Face aux défis climatiques, à l’insécurité alimentaire et au chômage rural, la jeunesse africaine se révèle un moteur stratégique de la transformation agroalimentaire, affirme un rapport de la FAO.
L’Organisation des Nations Unies pour l’alimentation et l’agriculture (FAO) vient de publier un rapport majeur soulignant l’apport décisif des jeunes dans les systèmes agroalimentaires mondiaux. Selon ce document, les 1,3 milliard de jeunes âgés de 15 à 24 ans, dont près de 85 % vivent dans des pays à revenu faible ou intermédiaire, jouent déjà un rôle central dans la production, la transformation et la distribution alimentaire. L’Afrique subsaharienne se trouve au cœur de cet enjeu global.
Une jeunesse nombreuse mais freinée
Sur le continent africain, la population jeune continue de croître rapidement. Elle devrait augmenter de 65 % d’ici à 2050, selon la FAO. Or, cette jeunesse rurale est confrontée à des difficultés structurelles : chômage de masse, accès limité aux financements, manque de formation adaptée, rareté des terres agricoles, sans oublier l’impact direct du changement climatique sur les conditions de production.
La FAO souligne que 44 % des jeunes travailleurs dans le monde sont employés dans les systèmes agroalimentaires — une proportion qui grimpe à 82 % dans les zones en crise, notamment en Afrique de l’Ouest et dans la Corne de l’Afrique. Pourtant, la précarité alimentaire progresse dans ces populations : la faim, la malnutrition et l’exclusion sociale s’accentuent.
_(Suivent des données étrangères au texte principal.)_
//! Port interfaces for workbook ingestion
//!
//! Core never reads files. Adapters in the infra crate turn whatever a
//! workbook lives in into plain [`Sheet`]s.

use opsboard_domain::{Result, Sheet};

/// Trait for anything that can hand over the sheets of one workbook
pub trait SheetSource: Send + Sync {
    /// All sheets in workbook order
    fn sheets(&self) -> Result<Vec<Sheet>>;

    /// Short label for logs, such as a file path
    fn describe(&self) -> String {
        "workbook".to_string()
    }
}

/// In-memory source, handy for tests and callers that already hold sheets
#[derive(Debug, Clone, Default)]
pub struct StaticSheetSource {
    sheets: Vec<Sheet>,
}

impl StaticSheetSource {
    pub fn new(sheets: Vec<Sheet>) -> Self {
        Self { sheets }
    }
}

impl SheetSource for StaticSheetSource {
    fn sheets(&self) -> Result<Vec<Sheet>> {
        Ok(self.sheets.clone())
    }

    fn describe(&self) -> String {
        format!("{} in-memory sheet(s)", self.sheets.len())
    }
}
Une opportunité de 1 000 milliards de dollars
Le rapport estime que mieux intégrer les jeunes dans les chaînes agroalimentaires pourrait générer jusqu’à 1 000 milliards de dollars de valeur économique supplémentaire au niveau mondial. Mais pour concrétiser ce potentiel, des réformes ciblées sont indispensables.
La FAO préconise trois axes d’action :
- Combler les lacunes en matière de données sur les jeunes dans l’agriculture pour des politiques mieux informées.
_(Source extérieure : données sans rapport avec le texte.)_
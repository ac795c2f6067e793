//! Configuration loader
//!
//! Loads the engine configuration from a file, then applies environment
//! overrides on top.
//!
//! ## Loading Strategy
//! 1. `OPSBOARD_CONFIG` names a config file explicitly
//! 2. Otherwise, probes the standard paths for a config file
//! 3. Otherwise, starts from the built-in defaults
//! 4. Environment overrides are applied last, then the result is validated
//!
//! Config files may be partial; every missing key keeps its default.
//!
//! ## Environment Variables
//! - `OPSBOARD_CONFIG`: Path to a `.toml` or `.json` config file
//! - `OPSBOARD_DEFAULT_DAY_MINUTES`: Standard day length in minutes
//! - `OPSBOARD_SHORT_CALL_THRESHOLD_MIN`: Short-call threshold in minutes
//!
//! ## File Locations
//! The loader probes the following paths (in order):
//! 1. `./opsboard.toml` or `./opsboard.json` (current working directory)
//! 2. `./config.toml` or `./config.json` (current working directory)
//! 3. The same names next to the executable

use std::path::{Path, PathBuf};

use opsboard_domain::{EngineConfig, OpsBoardError, Result};

use crate::errors::InfraError;

pub const CONFIG_PATH_ENV: &str = "OPSBOARD_CONFIG";
pub const DEFAULT_DAY_MINUTES_ENV: &str = "OPSBOARD_DEFAULT_DAY_MINUTES";
pub const SHORT_CALL_THRESHOLD_ENV: &str = "OPSBOARD_SHORT_CALL_THRESHOLD_MIN";

const CONFIG_FILE_NAMES: [&str; 4] =
    ["opsboard.toml", "opsboard.json", "config.toml", "config.json"];

/// Load configuration with automatic fallback strategy
///
/// # Errors
/// Returns `OpsBoardError::Config` if:
/// - `OPSBOARD_CONFIG` names a file that does not exist
/// - The config file cannot be read or parsed
/// - An override variable is not a number
/// - The resulting configuration fails validation
pub fn load() -> Result<EngineConfig> {
    let explicit = std::env::var(CONFIG_PATH_ENV).ok().filter(|p| !p.trim().is_empty());

    let mut config = match explicit.map(PathBuf::from).or_else(probe_config_paths) {
        Some(path) => load_from_file(Some(path))?,
        None => {
            tracing::info!("No config file found, using built-in defaults");
            EngineConfig::default()
        }
    };

    apply_env_overrides(&mut config)?;
    config.validate()?;
    Ok(config)
}

/// Load configuration from a file
///
/// If `path` is `None`, probes the standard locations for a config file.
/// Supports both JSON and TOML formats (detected by file extension).
///
/// # Errors
/// Returns `OpsBoardError::Config` if:
/// - File not found (when path is specified)
/// - No config file found (when path is `None`)
/// - File format is invalid
/// - The parsed configuration fails validation
pub fn load_from_file(path: Option<PathBuf>) -> Result<EngineConfig> {
    let config_path = match path {
        Some(p) => {
            if !p.exists() {
                return Err(OpsBoardError::Config(format!(
                    "Config file not found: {}",
                    p.display()
                )));
            }
            p
        }
        None => probe_config_paths().ok_or_else(|| {
            OpsBoardError::Config(
                "No config file found in any of the standard locations".to_string(),
            )
        })?,
    };

    tracing::info!(path = %config_path.display(), "Loading configuration from file");

    let contents = std::fs::read_to_string(&config_path)
        .map_err(|e| OpsBoardError::Config(format!("Failed to read config file: {}", e)))?;

    let config = parse_config(&contents, &config_path)?;
    config.validate()?;
    Ok(config)
}

/// Parse configuration from string content
///
/// Format is detected by file extension (`.json` or `.toml`).
///
/// # Errors
/// Returns `OpsBoardError::Config` if format is invalid or parsing fails.
pub(crate) fn parse_config(contents: &str, path: &Path) -> Result<EngineConfig> {
    let extension = path.extension().and_then(|e| e.to_str()).unwrap_or("json");

    match extension {
        "toml" => toml::from_str(contents).map_err(|e| InfraError::from(e).into()),
        "json" => serde_json::from_str(contents)
            .map_err(|e| OpsBoardError::Config(format!("Invalid JSON format: {}", e))),
        _ => Err(OpsBoardError::Config(format!("Unsupported config format: {}", extension))),
    }
}

/// Probe the standard paths for a configuration file
///
/// # Returns
/// The first config file found, or `None` if no file exists.
pub fn probe_config_paths() -> Option<PathBuf> {
    let mut candidates = Vec::new();

    // Try current working directory
    if let Ok(cwd) = std::env::current_dir() {
        candidates.extend(CONFIG_FILE_NAMES.iter().map(|name| cwd.join(name)));
    }

    // Try relative to executable
    if let Ok(exe_path) = std::env::current_exe() {
        if let Some(exe_dir) = exe_path.parent() {
            candidates.extend(CONFIG_FILE_NAMES.iter().map(|name| exe_dir.join(name)));
        }
    }

    // Return first existing candidate
    candidates.into_iter().find(|path| path.is_file())
}

/// Apply `OPSBOARD_*` overrides on top of `config`
///
/// Unset or blank variables leave the current value alone.
///
/// # Errors
/// Returns `OpsBoardError::Config` if a variable is set but is not a number.
pub fn apply_env_overrides(config: &mut EngineConfig) -> Result<()> {
    if let Some(minutes) = env_f64(DEFAULT_DAY_MINUTES_ENV)? {
        tracing::debug!(minutes, "Default day length overridden from environment");
        config.default_day_minutes = minutes;
    }
    if let Some(threshold) = env_f64(SHORT_CALL_THRESHOLD_ENV)? {
        tracing::debug!(threshold, "Short-call threshold overridden from environment");
        config.short_call_threshold_minutes = threshold;
    }
    Ok(())
}

/// Parse an optional numeric environment variable
///
/// # Errors
/// Returns `OpsBoardError::Config` if the variable is set to a non-number.
fn env_f64(key: &str) -> Result<Option<f64>> {
    match std::env::var(key) {
        Ok(raw) if !raw.trim().is_empty() => raw
            .trim()
            .parse::<f64>()
            .map(Some)
            .map_err(|e| OpsBoardError::Config(format!("Invalid value for {}: {}", key, e))),
        _ => Ok(None),
    }
}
- Renforcer la participation des jeunes aux politiques agricoles, notamment à travers des mécanismes de représentation et de dialogue.
- Accroître les investissements ciblés en faveur de la formation, de l’accès au crédit, à la terre, aux technologies numériques et à des infrastructures rurales modernisées.
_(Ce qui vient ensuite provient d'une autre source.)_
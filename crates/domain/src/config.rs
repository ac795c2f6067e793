//! Engine configuration
//!
//! [`EngineConfig`] is loaded once (see `opsboard-infra::config`) and handed
//! to the core services by reference. Every field has a default equal to the
//! values the source sheets were designed around, so a partial file only
//! needs to name what it changes.

use std::collections::HashMap;

use serde::{Deserialize, Deserializer, Serialize};

use crate::constants::{
    DATE_HEADER_TOKENS, DEFAULT_DAY_MINUTES, DEFAULT_LEAVE_SHIFTS, MAX_HEADER_COLUMNS,
    MAX_ROWS_PER_SHEET, NAME_HEADER_TOKENS, SHORT_CALL_THRESHOLD_MIN,
};
use crate::errors::{OpsBoardError, Result};
use crate::fields::{calls as cf, utilization as uf};
use crate::types::TaskKind;

/* -------------------------------------------------------------------------- */
/* Column aliases */
/* -------------------------------------------------------------------------- */

/// Canonical field name to the ordered list of column labels accepted for it
#[derive(Debug, Clone, Default, PartialEq, Eq, Serialize, Deserialize)]
#[serde(transparent)]
pub struct ColumnAliasTable(HashMap<String, Vec<String>>);

impl ColumnAliasTable {
    pub fn new() -> Self {
        Self::default()
    }

    /// Labels for a canonical field, empty for unknown fields
    pub fn labels(&self, field: &str) -> &[String] {
        self.0.get(field).map(Vec::as_slice).unwrap_or_default()
    }

    /// Builder-style replacement of one field's labels
    pub fn with_aliases<I, S>(mut self, field: impl Into<String>, labels: I) -> Self
    where
        I: IntoIterator<Item = S>,
        S: Into<String>,
    {
        self.0.insert(field.into(), labels.into_iter().map(Into::into).collect());
        self
    }

    /// Fields listed in `overrides` replace ours wholesale; the rest stay
    pub fn merged(mut self, overrides: HashMap<String, Vec<String>>) -> Self {
        self.0.extend(overrides);
        self
    }

    pub fn fields(&self) -> impl Iterator<Item = &str> {
        self.0.keys().map(String::as_str)
    }

    pub fn contains_field(&self, field: &str) -> bool {
        self.0.contains_key(field)
    }

    /// Every label the utilization sheets are known to use
    pub fn utilization_defaults() -> Self {
        Self::new()
            .with_aliases(uf::DATE, ["تاريخ باليوم", "Date", "التاريخ"])
            .with_aliases(uf::SHIFT, ["الشيفت", "Shift"])
            .with_aliases(uf::EMPLOYEE, ["اسم الموظف", "Name"])
            .with_aliases(uf::FULL_DAY_TRAINING, ["Full Day Training", "Training", "Full training"])
            .with_aliases(
                uf::VOICE_WHATSAPP,
                ["Voice - What's App", "Voice - WhatsApp", "Voice & WhatsApp"],
            )
            .with_aliases(
                uf::ADB_RETENTION_OMU,
                ["ADB , Retention , OMU and Social Media", "ADB & Social"],
            )
            .with_aliases(uf::VIP, ["VIP"])
            .with_aliases(uf::COMPLAINT, ["Complaint", "Complaints"])
            .with_aliases(uf::APPLICATION, ["Application"])
            .with_aliases(
                uf::MYSTERY_CALLS,
                ["Mysetry Calls", "Mystery Calls", "Mysetry Chats", "Mystery Chats"],
            )
            .with_aliases(
                uf::ADB_TRANSACTION,
                ["ADB Transcation", "ADB Transaction", "Transactions"],
            )
            .with_aliases(uf::COACHING, ["Coaching"])
            .with_aliases(uf::OTHER_TASKS, ["Other Tasks (Min)", "Other Tasks Minutes"])
            .with_aliases(
                uf::OTHER_TASKS_COMMENT,
                [
                    "Other Tasks Clarificatoin or other comments",
                    "Other Tasks Clarification or other comments",
                    "Other Tasks Clarificatoin",
                ],
            )
            .with_aliases(uf::PAID_DAY, ["paid day", "Paid Day", "Paid day"])
            .with_aliases(uf::BUSINESS_DAY, ["Business day", "Business Day"])
            .with_aliases(uf::ADHOC, ["Ad-Hoc", "Adhoc", "ADHOC"])
            .with_aliases(uf::ACTUAL_MONITORING_TIME, minute_column_variants("Actual Monitoring"))
            .with_aliases(uf::ACTUAL_TASKS_TIME, minute_column_variants("Actual Tasks"))
            .with_aliases(uf::OVERALL_ACTUAL_TIME, minute_column_variants("Overall Actual"))
            .with_aliases(uf::ACCURACY, ["Acurracy", "Accuracy"])
            .with_aliases(
                uf::INTERNAL_UTILIZATION,
                ["intrenal utilization", "internal utilization", "Internal utilization"],
            )
            .with_aliases(uf::PUBLIC_UTILIZATION, ["Public Utilization", "public utilization"])
    }

    /// Every label the call-monitoring logs are known to use
    pub fn call_defaults() -> Self {
        Self::new()
            .with_aliases(
                cf::MONITORED_BY,
                ["Monitored By", "monitored by", "Monitor By", "MonitoredBy"],
            )
            .with_aliases(
                cf::DURATION,
                ["Duration", "duration", "Call Duration", "Talk Time", "CallDuration"],
            )
            .with_aliases(cf::CALL_DATE, ["Call Date", "call date", "Date", "date", "CallDate"])
    }
}

/// `"<stem> time"`, `"<stem> Time"` and each of their unit suffixes
fn minute_column_variants(stem: &str) -> Vec<String> {
    ["", " (Min)", " (min)", " (Minutes)", " (Min.)"]
        .iter()
        .flat_map(|suffix| [format!("{stem} time{suffix}"), format!("{stem} Time{suffix}")])
        .collect()
}

fn utilization_aliases_over_defaults<'de, D>(
    deserializer: D,
) -> std::result::Result<ColumnAliasTable, D::Error>
where
    D: Deserializer<'de>,
{
    let overrides = HashMap::<String, Vec<String>>::deserialize(deserializer)?;
    Ok(ColumnAliasTable::utilization_defaults().merged(overrides))
}

fn call_aliases_over_defaults<'de, D>(
    deserializer: D,
) -> std::result::Result<ColumnAliasTable, D::Error>
where
    D: Deserializer<'de>,
{
    let overrides = HashMap::<String, Vec<String>>::deserialize(deserializer)?;
    Ok(ColumnAliasTable::call_defaults().merged(overrides))
}

/* -------------------------------------------------------------------------- */
/* Task weights */
/* -------------------------------------------------------------------------- */

/// Minutes credited per unit of each task kind
#[derive(Debug, Clone, Copy, PartialEq, Serialize, Deserialize)]
#[serde(default)]
pub struct TaskWeights {
    pub voice_whatsapp: f64,
    pub adb_retention_omu: f64,
    pub vip: f64,
    pub complaint: f64,
    pub application: f64,
    pub mystery_calls: f64,
    pub adb_transaction: f64,
    pub coaching: f64,
}

impl Default for TaskWeights {
    fn default() -> Self {
        Self {
            voice_whatsapp: 15.0,
            adb_retention_omu: 10.0,
            vip: 30.0,
            complaint: 30.0,
            application: 15.0,
            mystery_calls: 12.0,
            adb_transaction: 45.0,
            coaching: 10.0,
        }
    }
}

impl TaskWeights {
    pub fn weight(&self, kind: TaskKind) -> f64 {
        match kind {
            TaskKind::VoiceWhatsapp => self.voice_whatsapp,
            TaskKind::AdbRetentionOmu => self.adb_retention_omu,
            TaskKind::Vip => self.vip,
            TaskKind::Complaint => self.complaint,
            TaskKind::Application => self.application,
            TaskKind::MysteryCalls => self.mystery_calls,
            TaskKind::AdbTransaction => self.adb_transaction,
            TaskKind::Coaching => self.coaching,
        }
    }
}

/* -------------------------------------------------------------------------- */
/* Sheet gate */
/* -------------------------------------------------------------------------- */

/// Header tokens a utilization sheet must mention to be ingested
///
/// A sheet qualifies when its lowercased header line contains at least one
/// date token and at least one name token.
#[derive(Debug, Clone, PartialEq, Eq, Serialize, Deserialize)]
#[serde(default)]
pub struct SheetGate {
    pub date_tokens: Vec<String>,
    pub name_tokens: Vec<String>,
}

impl Default for SheetGate {
    fn default() -> Self {
        Self {
            date_tokens: DATE_HEADER_TOKENS.iter().map(ToString::to_string).collect(),
            name_tokens: NAME_HEADER_TOKENS.iter().map(ToString::to_string).collect(),
        }
    }
}

/* -------------------------------------------------------------------------- */
/* Engine config */
/* -------------------------------------------------------------------------- */

/// Everything the normalization and aggregation engine reads at runtime
///
/// Alias tables given in a config file are merged over the built-in ones
/// field by field, so a file can add a label for one column without
/// restating the rest.
#[derive(Debug, Clone, PartialEq, Serialize, Deserialize)]
#[serde(default)]
pub struct EngineConfig {
    #[serde(deserialize_with = "utilization_aliases_over_defaults")]
    pub utilization_aliases: ColumnAliasTable,
    #[serde(deserialize_with = "call_aliases_over_defaults")]
    pub call_aliases: ColumnAliasTable,
    pub default_day_minutes: f64,
    /// Valid calls at or below this many minutes count as short
    pub short_call_threshold_minutes: f64,
    pub task_weights: TaskWeights,
    /// Lowercased shift labels that mark a leave day
    pub leave_shifts: Vec<String>,
    pub sheet_gate: SheetGate,
    pub max_rows_per_sheet: usize,
    pub max_header_columns: usize,
}

impl Default for EngineConfig {
    fn default() -> Self {
        Self {
            utilization_aliases: ColumnAliasTable::utilization_defaults(),
            call_aliases: ColumnAliasTable::call_defaults(),
            default_day_minutes: DEFAULT_DAY_MINUTES,
            short_call_threshold_minutes: SHORT_CALL_THRESHOLD_MIN,
            task_weights: TaskWeights::default(),
            leave_shifts: DEFAULT_LEAVE_SHIFTS.iter().map(ToString::to_string).collect(),
            sheet_gate: SheetGate::default(),
            max_rows_per_sheet: MAX_ROWS_PER_SHEET,
            max_header_columns: MAX_HEADER_COLUMNS,
        }
    }
}

impl EngineConfig {
    /// Rejects values the engine cannot work with
    ///
    /// # Errors
    /// Returns `OpsBoardError::Config` naming the first offending field.
    pub fn validate(&self) -> Result<()> {
        if !self.default_day_minutes.is_finite() || self.default_day_minutes <= 0.0 {
            return Err(OpsBoardError::Config(format!(
                "default_day_minutes must be positive, got {}",
                self.default_day_minutes
            )));
        }
        if !self.short_call_threshold_minutes.is_finite() || self.short_call_threshold_minutes < 0.0
        {
            return Err(OpsBoardError::Config(format!(
                "short_call_threshold_minutes must be non-negative, got {}",
                self.short_call_threshold_minutes
            )));
        }
        if let Some(kind) = TaskKind::ALL.into_iter().find(|kind| {
            let weight = self.task_weights.weight(*kind);
            !weight.is_finite() || weight < 0.0
        }) {
            return Err(OpsBoardError::Config(format!(
                "task weight for {} must be non-negative",
                kind.field()
            )));
        }
        if self.max_rows_per_sheet == 0 || self.max_header_columns == 0 {
            return Err(OpsBoardError::Config("ingestion limits must be at least 1".to_string()));
        }
        Ok(())
    }
}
L’Afrique, laboratoire de la transformation agricole
Dans un contexte où l’agriculture demeure le pilier de nombreuses économies africaines, la mobilisation des jeunes est une condition indispensable pour bâtir des systèmes alimentaires plus inclusifs, durables et résilients. De l’agroécologie à l’agritech, les jeunes innovateurs africains sont de plus en plus présents dans les chaînes de valeur locales, malgré les freins institutionnels et financiers.
À condition d’être appuyés par des politiques volontaristes, les jeunes Africains peuvent devenir les architectes d’une nouvelle souveraineté alimentaire sur le continent.